MOST READ TRAVEL
Victoria Station, London. A gray morning in early June. Electric trains, their flat sides blazoned in bright modern colors, are discharging hordes of commuters from Kent and Sussex. Away on one side, invisible to most, an elegant train in old-fashioned colors waits for its 182 passengers. The Venice Simplon-Orient-Express is about to take its inaugural journey to Berlin.

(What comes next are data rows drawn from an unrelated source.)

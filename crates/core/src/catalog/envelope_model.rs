//! Decoded (or synthesized) response envelope.

use serde::{Deserialize, Serialize};

use super::lenient;

/// Envelope status vocabulary. `success` and `debug` come from the backend;
/// everything else is synthesized locally when a call or a decode fails.
pub mod envelope_status {
    pub const SUCCESS: &str = "success";
    pub const DEBUG: &str = "debug";

    pub const UNEXPECTED_STATUS: &str = "unexpected_status";
    pub const INVALID_RESPONSE: &str = "invalid_response";
    pub const PARSE_ERROR: &str = "parse_error";
    pub const NETWORK_ERROR: &str = "network_error";

    pub const REDIRECT_NO_LOCATION: &str = "redirect_no_location";
    pub const REDIRECT_FAILED: &str = "redirect_failed";
    pub const REDIRECT_INVALID_RESPONSE: &str = "redirect_invalid_response";
    pub const REDIRECT_ERROR: &str = "redirect_error";

    pub const ALTERNATIVE_FAILED: &str = "alternative_failed";
    pub const ALTERNATIVE_ERROR: &str = "alternative_error";
}

/// Bilingual descriptive block attached to every response.
#[derive(Debug, Clone, PartialEq, Eq, Default, Serialize, Deserialize)]
#[serde(rename_all = "camelCase")]
pub struct InfoBlock {
    #[serde(default, deserialize_with = "lenient::string")]
    pub action: String,
    #[serde(default, deserialize_with = "lenient::string")]
    pub action_information_id: String,
    #[serde(default, deserialize_with = "lenient::string")]
    pub action_information_en: String,
}

#[derive(Debug, Clone, PartialEq, Serialize, Deserialize)]
#[serde(rename_all = "camelCase")]
#[serde(bound(deserialize = "T: Deserialize<'de>"))]
pub struct RemoteEnvelope<T> {
    #[serde(default, deserialize_with = "lenient::string")]
    pub status: String,
    #[serde(default, deserialize_with = "lenient::string")]
    pub message: String,
    #[serde(default, deserialize_with = "lenient::list")]
    pub data: Vec<T>,
    #[serde(default, deserialize_with = "lenient::object")]
    pub info: InfoBlock,
}

impl<T> RemoteEnvelope<T> {
    /// Envelope standing in for a failure that produced no usable body.
    pub fn synthesized(status: &str, message: impl Into<String>) -> Self {
        Self {
            status: status.to_string(),
            message: message.into(),
            data: Vec::new(),
            info: InfoBlock::default(),
        }
    }

    pub fn is_success(&self) -> bool {
        self.status.trim().eq_ignore_ascii_case(envelope_status::SUCCESS)
    }

    pub fn is_debug(&self) -> bool {
        self.status.trim().eq_ignore_ascii_case(envelope_status::DEBUG)
    }
}
//! HTTP transport seam. The executor only ever needs "POST this, tell me the
//! status, the `Location` header and the body".

use async_trait::async_trait;
use reqwest::header::LOCATION;
use reqwest::redirect::Policy;

use crate::config::ApiConfig;
use crate::error::Result;

#[derive(Debug, Clone, PartialEq)]
pub enum RequestBody {
    Json(serde_json::Value),
    Form(Vec<(String, String)>),
}

#[derive(Debug, Clone, PartialEq)]
pub struct HttpRequest {
    pub url: String,
    pub body: RequestBody,
}

impl HttpRequest {
    pub fn json(url: impl Into<String>, body: serde_json::Value) -> Self {
        Self {
            url: url.into(),
            body: RequestBody::Json(body),
        }
    }

    pub fn form(url: impl Into<String>, fields: Vec<(String, String)>) -> Self {
        Self {
            url: url.into(),
            body: RequestBody::Form(fields),
        }
    }
}

#[derive(Debug, Clone, PartialEq, Eq)]
pub struct HttpResponse {
    pub status: u16,
    pub location: Option<String>,
    pub body: String,
}

#[async_trait]
pub trait HttpTransport: Send + Sync {
    /// Sends one POST. `Err` only for transport-level failures; any HTTP status
    /// is a successful `HttpResponse`.
    async fn post(&self, request: HttpRequest) -> Result<HttpResponse>;
}

/// reqwest-backed transport. Redirects are not followed here: the executor
/// follows at most one itself.
#[derive(Debug, Clone)]
pub struct ReqwestTransport {
    client: reqwest::Client,
}

impl ReqwestTransport {
    pub fn new(config: &ApiConfig) -> Result<Self> {
        let client = reqwest::Client::builder()
            .timeout(config.request_timeout)
            .redirect(Policy::none())
            .user_agent(config.user_agent.clone())
            .build()?;
        Ok(Self { client })
    }
}

#[async_trait]
impl HttpTransport for ReqwestTransport {
    async fn post(&self, request: HttpRequest) -> Result<HttpResponse> {
        let builder = self.client.post(&request.url);
        let builder = match &request.body {
            RequestBody::Json(body) => builder.json(body),
            RequestBody::Form(fields) => builder.form(fields),
        };

        let response = builder.send().await?;
        let status = response.status().as_u16();
        let location = response
            .headers()
            .get(LOCATION)
            .and_then(|value| value.to_str().ok())
            .map(str::to_string);
        let body = response.text().await?;

        Ok(HttpResponse {
            status,
            location,
            body,
        })
    }
}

Before this trip, I had visited Germany twice, as a hitchhiker en route to India and again years later to interview a magazine editor in Nuremberg for a book on the soccer rivalry between England and Germany. But since then I had written a series of novels collectively titled the Station series, which take place in Berlin from 1939 to 1944. A research expedition to the German capital had seemed necessary when I began writing them in 2006, but I soon realized that such a trip was more likely to hinder than help. The Berlin I wanted to write about had been almost erased by Allied bombs and Soviet artillery, and if I was to imagine that city, I didn’t want the current one hanging in front of my eyes.

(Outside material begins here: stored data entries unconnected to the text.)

#[cfg(test)]
mod tests {
    use super::*;
    use crate::catalog::{envelope_status, Category, Product, RecordKind};
    use crate::sync::{InMemoryCatalogStore, StaticSessionProvider};
    use std::collections::VecDeque;
    use std::sync::atomic::{AtomicUsize, Ordering};
    use std::sync::Mutex as StdMutex;
    use std::time::Duration;
    use tokio::sync::Notify;

    struct ScriptedRemote<R> {
        responses: StdMutex<VecDeque<RemoteEnvelope<R>>>,
        requests: StdMutex<Vec<RemoteRequest>>,
    }

    impl<R: CatalogRecord> ScriptedRemote<R> {
        fn new(responses: Vec<RemoteEnvelope<R>>) -> Arc<Self> {
            Arc::new(Self {
                responses: StdMutex::new(responses.into()),
                requests: StdMutex::new(Vec::new()),
            })
        }

        fn requests(&self) -> Vec<RemoteRequest> {
            self.requests.lock().unwrap().clone()
        }
    }

    #[async_trait]
    impl<R: CatalogRecord> CatalogRemoteTrait<R> for ScriptedRemote<R> {
        async fn fetch(&self, request: RemoteRequest) -> RemoteEnvelope<R> {
            self.requests.lock().unwrap().push(request);
            self.responses
                .lock()
                .unwrap()
                .pop_front()
                .unwrap_or_else(|| RemoteEnvelope::synthesized("script_exhausted", "no response"))
        }
    }

    fn success<R>(data: Vec<R>) -> RemoteEnvelope<R> {
        RemoteEnvelope {
            status: envelope_status::SUCCESS.to_string(),
            message: "ok".to_string(),
            data,
            info: Default::default(),
        }
    }

    fn category(id: &str, name: &str) -> Category {
        Category {
            id: id.to_string(),
            name: name.to_string(),
            ..Default::default()
        }
    }

    fn session() -> Arc<dyn SessionProvider> {
        Arc::new(StaticSessionProvider::new(Some("token-1".to_string())))
    }

    fn service(
        remote: Arc<ScriptedRemote<Category>>,
        store: Arc<InMemoryCatalogStore<Category>>,
    ) -> CatalogSyncService<Category> {
        CatalogSyncService::new(remote, store, session())
    }

    async fn assert_idle<S>(stream: &mut S)
    where
        S: futures::Stream + Unpin,
        S::Item: std::fmt::Debug,
    {
        let next = tokio::time::timeout(Duration::from_millis(100), stream.next()).await;
        assert!(next.is_err(), "unexpected emission: {:?}", next);
    }

    #[tokio::test]
    async fn forced_refresh_emits_loading_then_fresh_data_and_replaces_cache() {
        let store = Arc::new(InMemoryCatalogStore::with_records(vec![category("old", "Old")]));
        let remote = ScriptedRemote::new(vec![success(vec![category("c1", "Gear")])]);
        let service = service(remote.clone(), store.clone());

        let emissions = service.observe(true).collect::<Vec<_>>().await;

        assert_eq!(
            emissions,
            vec![
                SyncResult::Loading,
                SyncResult::Success(vec![category("c1", "Gear")])
            ]
        );
        assert_eq!(store.load_all(None).unwrap(), vec![category("c1", "Gear")]);
        let requests = remote.requests();
        assert_eq!(requests.len(), 1);
        assert_eq!(requests[0].kind, RecordKind::Category);
        assert_eq!(requests[0].session_token, "token-1");
    }

    #[tokio::test]
    async fn populated_cache_is_emitted_before_anything_else() {
        let store = Arc::new(InMemoryCatalogStore::with_records(vec![category("c1", "Gear")]));
        let remote = ScriptedRemote::new(vec![success(vec![
            category("c1", "Gear"),
            category("c2", "Food"),
        ])]);
        let mut updates = service(remote.clone(), store.clone()).observe(false);

        assert_eq!(
            updates.next().await,
            Some(SyncResult::Success(vec![category("c1", "Gear")]))
        );
        assert_eq!(
            updates.next().await,
            Some(SyncResult::Success(vec![
                category("c1", "Gear"),
                category("c2", "Food")
            ]))
        );
        assert_idle(&mut updates).await;
        assert_eq!(remote.requests().len(), 1, "revalidates exactly once");
    }

    #[tokio::test]
    async fn empty_cache_loads_then_emits_fetched_data_once() {
        let store = Arc::new(InMemoryCatalogStore::<Category>::new());
        let remote = ScriptedRemote::new(vec![success(vec![category("c1", "Gear")])]);
        let mut updates = service(remote.clone(), store.clone()).observe(false);

        assert_eq!(updates.next().await, Some(SyncResult::Loading));
        assert_eq!(
            updates.next().await,
            Some(SyncResult::Success(vec![category("c1", "Gear")]))
        );
        // The cache write re-emits the same records; it must not show up twice.
        assert_idle(&mut updates).await;
        assert_eq!(remote.requests().len(), 1);
    }

    #[tokio::test]
    async fn network_failure_with_cache_is_suppressed() {
        let cached = vec![category("c1", "Gear")];
        let store = Arc::new(InMemoryCatalogStore::with_records(cached.clone()));
        let remote = ScriptedRemote::new(vec![RemoteEnvelope::synthesized(
            envelope_status::NETWORK_ERROR,
            "connection reset",
        )]);
        let mut updates = service(remote.clone(), store.clone()).observe(false);

        assert_eq!(updates.next().await, Some(SyncResult::Success(cached.clone())));
        assert_idle(&mut updates).await;
        assert_eq!(remote.requests().len(), 1);
        assert_eq!(store.load_all(None).unwrap(), cached);
    }

    #[tokio::test]
    async fn network_failure_without_cache_surfaces() {
        let store = Arc::new(InMemoryCatalogStore::<Category>::new());
        let remote = ScriptedRemote::new(vec![RemoteEnvelope::synthesized(
            envelope_status::REDIRECT_ERROR,
            "timed out",
        )]);
        let mut updates = service(remote, store).observe(false);

        assert_eq!(updates.next().await, Some(SyncResult::Loading));
        let error = updates.next().await.unwrap();
        assert_eq!(error.error_kind(), Some(SyncErrorKind::NetworkUnreachable));
        assert_idle(&mut updates).await;
    }

    #[tokio::test]
    async fn empty_success_is_an_error_and_keeps_cache() {
        let cached = vec![category("c1", "Gear")];
        let store = Arc::new(InMemoryCatalogStore::with_records(cached.clone()));
        let remote = ScriptedRemote::new(vec![success(Vec::new())]);
        let service = service(remote, store.clone());

        let result = service.refresh_now().await;

        assert_eq!(result, SyncResult::Error(SyncError::empty_result()));
        assert_eq!(store.load_all(None).unwrap(), cached);
    }

    #[tokio::test]
    async fn debug_response_is_never_data() {
        let store = Arc::new(InMemoryCatalogStore::<Category>::new());
        let mut envelope = success(vec![category("c1", "Gear")]);
        envelope.status = envelope_status::DEBUG.to_string();
        envelope.message = "trace".to_string();
        let remote = ScriptedRemote::new(vec![envelope]);

        let result = service(remote, store.clone()).refresh_now().await;

        assert_eq!(result, SyncResult::Error(SyncError::debug_mode("trace")));
        assert!(store.load_all(None).unwrap().is_empty());
    }

    #[tokio::test]
    async fn server_failure_status_carries_status_and_message() {
        let store = Arc::new(InMemoryCatalogStore::<Category>::new());
        let remote = ScriptedRemote::new(vec![RemoteEnvelope::synthesized(
            "error",
            "session expired",
        )]);

        let result = service(remote, store).refresh_now().await;

        let err = result.error().unwrap();
        assert_eq!(err.kind, SyncErrorKind::ServerRejected);
        assert_eq!(err.message, "error: session expired");
    }

    #[tokio::test]
    async fn forced_refresh_falls_back_to_cache_on_network_failure() {
        let cached = vec![category("c1", "Gear")];
        let store = Arc::new(InMemoryCatalogStore::with_records(cached.clone()));
        let remote = ScriptedRemote::new(vec![RemoteEnvelope::synthesized(
            envelope_status::ALTERNATIVE_ERROR,
            "dns failure",
        )]);

        let emissions = service(remote, store).observe(true).collect::<Vec<_>>().await;

        assert_eq!(emissions, vec![SyncResult::Loading, SyncResult::Success(cached)]);
    }

    #[tokio::test]
    async fn missing_session_skips_the_network() {
        let store = Arc::new(InMemoryCatalogStore::<Category>::new());
        let remote = ScriptedRemote::new(vec![success(vec![category("c1", "Gear")])]);
        let service = CatalogSyncService::new(
            remote.clone(),
            store,
            Arc::new(StaticSessionProvider::new(None)),
        );

        let result = service.refresh_now().await;

        assert_eq!(result.error_kind(), Some(SyncErrorKind::NoSession));
        assert!(remote.requests().is_empty());
    }

    #[tokio::test]
    async fn product_service_requests_and_replaces_its_category_only() {
        let product = |id: &str, category_id: &str| Product {
            id: id.to_string(),
            product_category_id: category_id.to_string(),
            ..Default::default()
        };
        let store = Arc::new(InMemoryCatalogStore::with_records(vec![
            product("p1", "c1"),
            product("p2", "c2"),
        ]));
        let remote = ScriptedRemote::new(vec![success(vec![product("p3", "c1")])]);
        let service = CatalogSyncService::scoped(
            remote.clone(),
            store.clone(),
            session(),
            Some("c1".to_string()),
        );

        let result = service.refresh_now().await;

        assert_eq!(result, SyncResult::Success(vec![product("p3", "c1")]));
        assert_eq!(remote.requests()[0].product_category_id(), Some("c1"));
        assert_eq!(store.load_all(Some("c2")).unwrap(), vec![product("p2", "c2")]);
        assert_eq!(service.cached().unwrap(), vec![product("p3", "c1")]);
    }

    #[tokio::test]
    async fn live_subscription_follows_writes_from_forced_refresh() {
        let store = Arc::new(InMemoryCatalogStore::with_records(vec![category("c1", "Gear")]));
        let remote = ScriptedRemote::new(vec![
            RemoteEnvelope::synthesized(envelope_status::NETWORK_ERROR, "offline"),
            success(vec![category("c9", "Tools")]),
        ]);
        let service = service(remote, store);
        let mut updates = service.observe(false);

        assert_eq!(
            updates.next().await,
            Some(SyncResult::Success(vec![category("c1", "Gear")]))
        );
        // Background revalidation fails quietly.
        assert_idle(&mut updates).await;

        let refreshed = service.refresh_now().await;
        assert_eq!(refreshed, SyncResult::Success(vec![category("c9", "Tools")]));
        assert_eq!(
            updates.next().await,
            Some(SyncResult::Success(vec![category("c9", "Tools")]))
        );
    }

    #[tokio::test]
    async fn scoped_products_without_a_category_land_in_the_scope() {
        let unscoped = Product {
            id: "p1".to_string(),
            name: "Lamp".to_string(),
            ..Default::default()
        };
        let scoped = Product {
            product_category_id: "c1".to_string(),
            ..unscoped.clone()
        };
        let store = Arc::new(InMemoryCatalogStore::<Product>::new());
        let remote = ScriptedRemote::new(vec![success(vec![unscoped])]);
        let service = CatalogSyncService::scoped(
            remote.clone(),
            store.clone(),
            session(),
            Some("c1".to_string()),
        );
        let mut updates = service.observe(false);

        assert_eq!(updates.next().await, Some(SyncResult::Loading));
        assert_eq!(
            updates.next().await,
            Some(SyncResult::Success(vec![scoped.clone()]))
        );
        assert_idle(&mut updates).await;
        assert_eq!(remote.requests().len(), 1);
        assert_eq!(store.load_all(Some("c1")).unwrap(), vec![scoped]);
    }

    #[tokio::test]
    async fn duplicate_keys_collapse_to_the_last_value() {
        let store = Arc::new(InMemoryCatalogStore::<Category>::new());
        let remote = ScriptedRemote::new(vec![success(vec![
            category("c1", "Gear"),
            category("c2", "Food"),
            category("c1", "Gear v2"),
        ])]);

        let result = service(remote, store.clone()).refresh_now().await;

        let expected = vec![category("c1", "Gear v2"), category("c2", "Food")];
        assert_eq!(result, SyncResult::Success(expected.clone()));
        assert_eq!(store.load_all(None).unwrap(), expected);
    }

    /// Remote whose fetches block until released, recording the cache each one saw.
    struct GatedRemote {
        store: Arc<InMemoryCatalogStore<Category>>,
        responses: StdMutex<VecDeque<Vec<Category>>>,
        started: AtomicUsize,
        seen_at_start: StdMutex<Vec<Vec<Category>>>,
        gate: Notify,
    }

    impl GatedRemote {
        fn new(store: Arc<InMemoryCatalogStore<Category>>, responses: Vec<Vec<Category>>) -> Arc<Self> {
            Arc::new(Self {
                store,
                responses: StdMutex::new(responses.into()),
                started: AtomicUsize::new(0),
                seen_at_start: StdMutex::new(Vec::new()),
                gate: Notify::new(),
            })
        }

        fn started(&self) -> usize {
            self.started.load(Ordering::SeqCst)
        }

        async fn wait_for_starts(&self, count: usize) {
            tokio::time::timeout(Duration::from_secs(2), async {
                while self.started() < count {
                    tokio::time::sleep(Duration::from_millis(5)).await;
                }
            })
            .await
            .expect("fetch did not start");
        }
    }

    #[async_trait]
    impl CatalogRemoteTrait<Category> for GatedRemote {
        async fn fetch(&self, _request: RemoteRequest) -> RemoteEnvelope<Category> {
            let snapshot = self.store.load_all(None).unwrap();
            self.seen_at_start.lock().unwrap().push(snapshot);
            self.started.fetch_add(1, Ordering::SeqCst);
            self.gate.notified().await;
            let data = self.responses.lock().unwrap().pop_front().unwrap_or_default();
            success(data)
        }
    }

    #[tokio::test]
    async fn reconciles_of_one_scope_run_one_at_a_time() {
        let store = Arc::new(InMemoryCatalogStore::<Category>::new());
        let remote = GatedRemote::new(
            store.clone(),
            vec![vec![category("c1", "Gear")], vec![category("c2", "Food")]],
        );
        let service = CatalogSyncService::new(remote.clone(), store.clone(), session());

        let first = tokio::spawn({
            let service = service.clone();
            async move { service.refresh_now().await }
        });
        remote.wait_for_starts(1).await;
        let second = tokio::spawn({
            let service = service.clone();
            async move { service.refresh_now().await }
        });

        tokio::time::sleep(Duration::from_millis(50)).await;
        assert_eq!(remote.started(), 1, "second fetch started while the first was in flight");

        remote.gate.notify_one();
        assert_eq!(
            first.await.unwrap(),
            SyncResult::Success(vec![category("c1", "Gear")])
        );

        remote.wait_for_starts(2).await;
        remote.gate.notify_one();
        assert_eq!(
            second.await.unwrap(),
            SyncResult::Success(vec![category("c2", "Food")])
        );

        let seen = remote.seen_at_start.lock().unwrap().clone();
        assert_eq!(seen, vec![Vec::new(), vec![category("c1", "Gear")]]);
        assert_eq!(store.load_all(None).unwrap(), vec![category("c2", "Food")]);
    }
}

But now, ten years later, I was actually going, and in much more style than I had once envisaged. My wife, Nancy, and I walked down the platform in search of our carriage and seats. The latter were sitting room–style armchairs, the table between us draped in linen, a nosegay in a vase to the side. Champagne was served in crystal flutes, breakfast was delivered on silver trays by stewards in 1930s-style uniforms.
The train itself was a feast for the eyes. The walls were lined with exquisite marquetry, the floors with plush carpet—a commuter train it was not. An initial visit to the restroom revealed a mosaic floor and a cute brass handle on the toilet. It felt like the past in all its glory, come to haunt an inferior present.
The trip I took—offered only once a year in June—actually involved a couple of trains. Let me explain: First we boarded the Belmond British Pullman that took us to Folkestone, then the Venice Simplon-Orient-Express that picked us up in Calais, France, after we passed through the Chunnel by bus. Both trains are steeped in history.
Two of the British cars had been in Winston Churchill’s funeral train; another brought Soviets Nikolai Bulganin and Nikita Khrushchev up from Portsmouth to London on a state visit. Most had served in famous British trains like the Golden Arrow or Queen of Scots.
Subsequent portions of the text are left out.